Sunday, September 4, 2011

Confessions of a Former Senior Republican Aide

If you read nothing else today, read this fascinating broadside on the "quasi-totalitarian cult" that is the Rethuglican party today by someone who was on the inside: Mike Lofgren. Lofgren, until his recent retirement, was a senior aide and operative on the Rethuglican side on both the House and Senate Budget committees. Read what he has to say about his own (former) party, as well as the clueless, adrift Democrats.

This is just a limited sampling of Lofgren's broad-ranging analysis:
"To those millions of Americans who have finally begun paying attention to politics and watched with exasperation the tragicomedy of the debt ceiling extension, it may have come as a shock that the Republican Party is so full of lunatics. To be sure, the party, like any political party on earth, has always had its share of crackpots, like Robert K. Dornan or William E. Dannemeyer. But the crackpot outliers of two decades ago have become the vital center today: Steve King, Michele Bachmann (now a leading presidential candidate as well), Paul Broun, Patrick McHenry, Virginia Foxx, Louie Gohmert, Allen West. The Congressional directory now reads like a casebook of lunacy...[snip]

A couple of years ago, a Republican committee staff director told me candidly (and proudly) what the method was to all this obstruction and disruption. Should Republicans succeed in obstructing the Senate from doing its job, it would further lower Congress's generic favorability rating among the American people. By sabotaging the reputation of an institution of government, the party that is programmatically against government would come out the relative winner...[snip]

It was not always thus. It would have been hard to find an uneducated farmer during the depression of the 1890s who did not have a very accurate idea about exactly which economic interests were shafting him. An unemployed worker in a breadline in 1932 would have felt little gratitude to the Rockefellers or the Mellons. But that is not the case in the present economic crisis. After a riot of unbridled greed such as the world has not seen since the conquistadors' looting expeditions and after an unprecedented broad and rapid transfer of wealth upward by Wall Street and its corporate satellites, where is the popular anger directed, at least as depicted in the media? At "Washington spending" - which has increased primarily to provide unemployment compensation, food stamps and Medicaid to those economically damaged by the previous decade's corporate saturnalia.
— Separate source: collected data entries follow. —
#[cfg(test)]
mod tests {
    use super::*;

    const SWEEP: &str = r#"
experiment_label: exp1
environment_name: offline_ant_umaze
seeds: [0, 1, 2]
hyperparameter_axes:
  agent_config.bc_coef: [0.05, 0.1]
  agent_config.use_td: [true]
extra_bindings:
  agent_config.batch_size: 256
  agent_config.entropy_coefficient: 0.0
base_output_root: /tmp/out
device_policy: offset-seed:5
launcher:
  args: [lp_contrastive.py, --lp_launch_type=local_mp]
  stagger_seconds: 2
"#;

    #[test]
    fn sweep_file_parses_with_defaults() {
        let spec = SweepSpec::from_yaml_str(SWEEP).expect("parse");
        spec.validate().expect("valid");
        assert_eq!(spec.seeds, vec![0, 1, 2]);
        let axes: Vec<&String> = spec.hyperparameter_axes.keys().collect();
        assert_eq!(axes, vec!["agent_config.bc_coef", "agent_config.use_td"]);
        assert_eq!(
            spec.hyperparameter_axes["agent_config.use_td"],
            vec![BindingValue::Bool(true)]
        );
        assert_eq!(spec.device_policy, DevicePolicy::OffsetSeed(5));
        assert_eq!(spec.launcher.program, "python");
        assert_eq!(spec.launcher.device_env, "CUDA_VISIBLE_DEVICES");
        assert_eq!(spec.launcher.stagger(), Duration::from_secs(2));
        assert_eq!(spec.launcher.flags.seed, "--seed");
    }

    #[test]
    fn launcher_defaults_match_the_launch_scripts() {
        let launcher = LauncherSettings::default();
        assert_eq!(launcher.stagger(), Duration::from_secs(5));
        assert_eq!(launcher.iteration_budget, 1_000_000);
        let spec = SweepSpec::from_yaml_str("experiment_label: e\nenvironment_name: ant\nseeds: [0]\n")
            .expect("parse");
        assert_eq!(spec.launcher.stagger(), Duration::from_secs(5));
    }

    #[test]
    fn validation_reports_every_problem() {
        let spec = SweepSpec::from_yaml_str(
            r#"
experiment_label: ""
environment_name: ant
seeds: [1, 1]
hyperparameter_axes:
  lr: []
"#,
        )
        .expect("parse");
        let msg = spec.validate().expect_err("invalid").to_string();
        assert!(msg.contains("experiment_label"), "{}", msg);
        assert!(msg.contains("seed 1 is listed more than once"), "{}", msg);
        assert!(msg.contains("axis 'lr' has no values"), "{}", msg);
    }

    #[test]
    fn empty_device_lists_are_rejected() {
        for policy in [DevicePolicy::Fixed(vec![]), DevicePolicy::RoundRobin(vec![])] {
            let mut spec = SweepSpec::from_yaml_str(SWEEP).expect("parse");
            spec.device_policy = policy;
            let msg = spec.validate().expect_err("empty list").to_string();
            assert!(msg.contains("needs at least one device id"), "{}", msg);
        }
    }

    #[test]
    fn non_scalar_axis_values_are_rejected() {
        let err = SweepSpec::from_yaml_str(
            r#"
experiment_label: e
environment_name: ant
seeds: [0]
hyperparameter_axes:
  lr: [[1, 2]]
"#,
        )
        .expect_err("nested list");
        assert!(matches!(err, SweepError::Configuration(_)));
    }

    #[test]
    fn unknown_fields_are_rejected() {
        let err = SweepSpec::from_yaml_str("experiment_label: e\nenvironment_name: a\nseeds: [0]\nseed: 1\n")
            .expect_err("typo");
        assert!(err.to_string().contains("seed"), "{}", err);
    }

    #[test]
    fn overrides_replace_and_merge() {
        let mut spec = SweepSpec::from_yaml_str(SWEEP).expect("parse");
        spec.apply_overrides(&SweepOverrides {
            experiment_label: Some("exp2".to_string()),
            seeds: Some(vec![7]),
            set_bindings: vec![(
                "agent_config.batch_size".to_string(),
                BindingValue::Int(512),
            )],
            axes: vec![("agent_config.lr".to_string(), vec![BindingValue::Float(3e-4)])],
            stagger_seconds: Some(0.0),
            overwrite_existing: true,
            ..Default::default()
        });
        assert_eq!(spec.experiment_label, "exp2");
        assert_eq!(spec.seeds, vec![7]);
        assert_eq!(
            spec.extra_bindings["agent_config.batch_size"],
            BindingValue::Int(512)
        );
        assert_eq!(spec.hyperparameter_axes.len(), 3);
        assert!(spec.launcher.overwrite_existing);
        assert_eq!(spec.launcher.stagger(), Duration::ZERO);
    }

    #[test]
    fn spec_without_file_needs_label_env_and_seeds() {
        let err = SweepSpec::from_overrides(&SweepOverrides::default()).expect_err("empty");
        assert!(err.to_string().contains("--experiment-label"), "{}", err);
        let spec = SweepSpec::from_overrides(&SweepOverrides {
            experiment_label: Some("e".to_string()),
            environment_name: Some("ant".to_string()),
            seeds: Some(vec![0]),
            ..Default::default()
        })
        .expect("spec");
        spec.validate().expect("valid");
    }

    #[test]
    fn cli_values_keep_scalar_types() {
        assert_eq!(BindingValue::parse_cli("3"), BindingValue::Int(3));
        assert_eq!(BindingValue::parse_cli("0.5"), BindingValue::Float(0.5));
        assert_eq!(BindingValue::parse_cli("false"), BindingValue::Bool(false));
        assert_eq!(
            BindingValue::parse_cli("a b"),
            BindingValue::Str("a b".to_string())
        );
        assert_eq!(BindingValue::Float(1.0).to_string(), "1.0");
    }

    #[test]
    fn axis_set_and_seed_args_parse() {
        let (name, values) = parse_axis_arg("lr=0.1,0.2").expect("axis");
        assert_eq!(name, "lr");
        assert_eq!(values, vec![BindingValue::Float(0.1), BindingValue::Float(0.2)]);
        assert!(parse_axis_arg("lr").is_err());
        assert!(parse_axis_arg("=1").is_err());

        let (key, value) = parse_set_arg("agent.name=c learning").expect("set");
        assert_eq!(key, "agent.name");
        assert_eq!(value, BindingValue::Str("c learning".to_string()));
        assert!(parse_set_arg("novalue").is_err());

        assert_eq!(parse_seeds_arg("0-2,5").expect("seeds"), vec![0, 1, 2, 5]);
        assert!(parse_seeds_arg("3-1").is_err());
        assert_eq!(parse_seeds_arg("0-9999").expect("at the cap").len(), 10_000);
        let err = parse_seeds_arg("0-18446744073709551615").expect_err("huge range");
        assert!(matches!(err, SweepError::Configuration(_)));
        assert!(parse_seeds_arg("x").is_err());
    }

    #[test]
    fn digest_is_stable_and_sensitive() {
        let a = SweepSpec::from_yaml_str(SWEEP).expect("parse");
        let mut b = a.clone();
        assert_eq!(a.digest().unwrap(), b.digest().unwrap());
        b.seeds.push(3);
        assert_ne!(a.digest().unwrap(), b.digest().unwrap());
        assert!(a.digest().unwrap().starts_with("sha256:"));
    }

    #[test]
    fn home_prefix_expands() {
        if let Some(home) = std::env::var_os("HOME") {
            assert_eq!(
                expand_home(Path::new("~/logs")),
                PathBuf::from(home).join("logs")
            );
        }
        assert_eq!(expand_home(Path::new("/abs")), PathBuf::from("/abs"));
    }
}
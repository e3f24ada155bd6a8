use crate::error::{Result, SweepError};
use serde::Serialize;
use std::fs;
use std::io::Write;
use std::path::Path;

pub(crate) fn io_err(path: &Path) -> impl FnOnce(std::io::Error) -> SweepError + '_ {
    move |source| SweepError::Io {
        path: path.to_path_buf(),
        source,
    }
}

pub fn ensure_dir(path: &Path) -> Result<()> {
    fs::create_dir_all(path).map_err(io_err(path))
}

/// Writes through a sibling temp file and renames, so readers never see a
/// half-written record.
pub fn atomic_write_bytes(path: &Path, bytes: &[u8]) -> Result<()> {
    let parent = path.parent().unwrap_or(Path::new("."));
    ensure_dir(parent)?;
    let file_name = path
        .file_name()
        .and_then(|n| n.to_str())
        .unwrap_or("record");
    let tmp = parent.join(format!(".{}.tmp.{}", file_name, std::process::id()));
    {
        let mut file = fs::File::create(&tmp).map_err(io_err(&tmp))?;
        file.write_all(bytes).map_err(io_err(&tmp))?;
        file.sync_all().map_err(io_err(&tmp))?;
    }
    fs::rename(&tmp, path).map_err(io_err(path))
}

pub fn atomic_write_json_pretty<T: Serialize>(path: &Path, value: &T) -> Result<()> {
    let mut bytes = serde_json::to_vec_pretty(value)?;
    bytes.push(b'\n');
    atomic_write_bytes(path, &bytes)
}
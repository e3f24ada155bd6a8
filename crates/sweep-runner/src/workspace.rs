//! Per-run directories and the backend's shared lock artifact.

use crate::error::{Result, SweepError};
use crate::status::process_alive;
use crate::sweep::RunConfig;
use chrono::Utc;
use serde::{Deserialize, Serialize};
use serde_json::json;
use std::fs;
use std::io::{ErrorKind, Write};
use std::path::{Path, PathBuf};
use std::thread;
use std::time::{Duration, Instant};
use tracing::{debug, info, warn};
use walkdir::WalkDir;

const GATE_POLL: Duration = Duration::from_millis(200);

#[derive(Clone, Copy, Debug, Default, PartialEq, Eq, Serialize, Deserialize)]
#[serde(rename_all = "snake_case")]
pub enum OverwriteMode {
    /// `mkdir -p`: existing artifacts stay.
    #[default]
    Keep,
    /// `rm -r` then `mkdir -p`: previous artifacts are discarded.
    Overwrite,
}

impl OverwriteMode {
    pub fn from_flag(overwrite: bool) -> Self {
        if overwrite {
            OverwriteMode::Overwrite
        } else {
            OverwriteMode::Keep
        }
    }
}

#[derive(Clone, Debug, PartialEq, Eq)]
pub struct PrepareOutcome {
    pub created: bool,
    /// Entries removed from a previous run in overwrite mode.
    pub discarded_entries: usize,
}

pub struct RunWorkspace<'a> {
    run: &'a RunConfig,
}

impl<'a> RunWorkspace<'a> {
    pub fn new(run: &'a RunConfig) -> Self {
        Self { run }
    }

    pub fn output_dir(&self) -> &Path {
        &self.run.output_dir
    }

    pub fn log_path(&self) -> PathBuf {
        self.run.log_path()
    }

    fn provisioning(&self, path: &Path, source: std::io::Error) -> SweepError {
        SweepError::Provisioning {
            label: self.run.label.clone(),
            path: path.to_path_buf(),
            source,
        }
    }

    pub fn prepare(&self, mode: OverwriteMode) -> Result<PrepareOutcome> {
        let dir = self.output_dir();
        let existed = dir.exists();
        let mut discarded_entries = 0;
        if existed && mode == OverwriteMode::Overwrite {
            discarded_entries = WalkDir::new(dir)
                .min_depth(1)
                .into_iter()
                .filter_map(|e| e.ok())
                .count();
            warn!(
                label = %self.run.label,
                path = %dir.display(),
                discarded_entries,
                "overwrite mode: discarding previous run directory"
            );
            fs::remove_dir_all(dir).map_err(|e| self.provisioning(dir, e))?;
        }
        fs::create_dir_all(dir).map_err(|e| self.provisioning(dir, e))?;
        debug!(label = %self.run.label, path = %dir.display(), "run directory ready");
        Ok(PrepareOutcome {
            created: !existed || mode == OverwriteMode::Overwrite,
            discarded_entries,
        })
    }

    /// Removes the backend's build-lock marker. A missing marker is success.
    /// Callers hold a [`LaunchGate`] around this and the following spawn.
    pub fn clear_stale_lock(&self, lock_artifact: &Path) -> Result<bool> {
        match fs::remove_file(lock_artifact) {
            Ok(()) => {
                info!(
                    label = %self.run.label,
                    lock = %lock_artifact.display(),
                    "removed stale backend lock artifact"
                );
                Ok(true)
            }
            Err(e) if e.kind() == ErrorKind::NotFound => Ok(false),
            Err(e) => Err(self.provisioning(lock_artifact, e)),
        }
    }
}

/// Exclusive marker serializing lock-artifact removal and child start across
/// orchestrators that share one backend installation.
///
/// Best effort only: it relies on `create_new` on the lock's directory and
/// on every orchestrator using it. When that directory does not exist the
/// gate is a no-op and a single orchestrator per installation is assumed.
/// A gate whose holder died is renamed aside before deletion, so two waiters
/// reclaiming it at once cannot delete each other's fresh gate.
#[derive(Debug)]
pub struct LaunchGate {
    path: Option<PathBuf>,
}

impl Drop for LaunchGate {
    fn drop(&mut self) {
        if let Some(path) = &self.path {
            let _ = fs::remove_file(path);
        }
    }
}

#[derive(Deserialize)]
struct GatePayload {
    pid: u32,
}

impl LaunchGate {
    pub fn gate_path(lock_artifact: &Path) -> PathBuf {
        let mut name = lock_artifact
            .file_name()
            .map(|n| n.to_os_string())
            .unwrap_or_default();
        name.push(".launch-gate");
        lock_artifact.with_file_name(name)
    }

    pub fn is_held(&self) -> bool {
        self.path.is_some()
    }

    pub fn acquire(lock_artifact: &Path, label: &str, timeout: Duration) -> Result<LaunchGate> {
        let gate_path = Self::gate_path(lock_artifact);
        match gate_path.parent() {
            Some(parent) if parent.as_os_str().is_empty() || parent.is_dir() => {}
            _ => {
                debug!(
                    lock = %lock_artifact.display(),
                    "lock artifact directory missing; launch gate disabled"
                );
                return Ok(LaunchGate { path: None });
            }
        }
        let started = Instant::now();
        loop {
            match fs::OpenOptions::new()
                .write(true)
                .create_new(true)
                .open(&gate_path)
            {
                Ok(mut file) => {
                    let payload = json!({
                        "pid": std::process::id(),
                        "label": label,
                        "acquired_at": Utc::now().to_rfc3339(),
                    });
                    let _ = writeln!(file, "{}", payload);
                    let _ = file.sync_all();
                    return Ok(LaunchGate {
                        path: Some(gate_path),
                    });
                }
                Err(e) if e.kind() == ErrorKind::AlreadyExists => {
                    if let Some(holder) = read_gate_holder(&gate_path) {
                        if holder != std::process::id() && !process_alive(holder) {
                            warn!(
                                gate = %gate_path.display(),
                                holder,
                                "reclaiming launch gate left by a dead orchestrator"
                            );
                            reclaim_stale_gate(&gate_path, holder);
                            continue;
                        }
                    }
                    if started.elapsed() >= timeout {
                        return Err(SweepError::Provisioning {
                            label: label.to_string(),
                            path: gate_path.clone(),
                            source: std::io::Error::new(
                                ErrorKind::TimedOut,
                                format!(
                                    "launch gate still held after {}s",
                                    timeout.as_secs()
                                ),
                            ),
                        });
                    }
                    thread::sleep(GATE_POLL);
                }
                Err(e) => {
                    return Err(SweepError::Provisioning {
                        label: label.to_string(),
                        path: gate_path,
                        source: e,
                    })
                }
            }
        }
    }
}

/// Moves a dead holder's gate out of the way. The file is renamed to a
/// private name first and only deleted if it still names `dead_holder`;
/// a waiter that lost the race and moved a freshly acquired gate puts it
/// back instead. Returns whether the stale gate was removed.
fn reclaim_stale_gate(gate_path: &Path, dead_holder: u32) -> bool {
    let mut name = gate_path
        .file_name()
        .map(|n| n.to_os_string())
        .unwrap_or_default();
    name.push(format!(
        ".stale.{}.{}",
        std::process::id(),
        Utc::now().timestamp_nanos_opt().unwrap_or_default()
    ));
    let aside = gate_path.with_file_name(name);
    if fs::rename(gate_path, &aside).is_err() {
        // Someone else already reclaimed it.
        return false;
    }
    if read_gate_holder(&aside) == Some(dead_holder) {
        let _ = fs::remove_file(&aside);
        return true;
    }
    // hard_link fails if a new gate appeared meanwhile; that holder wins.
    let _ = fs::hard_link(&aside, gate_path);
    let _ = fs::remove_file(&aside);
    false
}

fn read_gate_holder(path: &Path) -> Option<u32> {
    let raw = fs::read_to_string(path).ok()?;
    serde_json::from_str::<GatePayload>(raw.trim())
        .ok()
        .map(|p| p.pid)
}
Or the popular rage is harmlessly diverted against pseudo-issues: death panels, birtherism, gay marriage, abortion, and so on, none of which stands to dent the corporate bottom line in the slightest."
And the kicker:
"If Republicans have perfected a new form of politics that is successful electorally at the same time that it unleashes major policy disasters, it means twilight both for the democratic process and America's status as the world's leading power."
That's precisely why we need Democrats, and especially Barack Obama, to gather themselves, grow some balls, stand up and fight.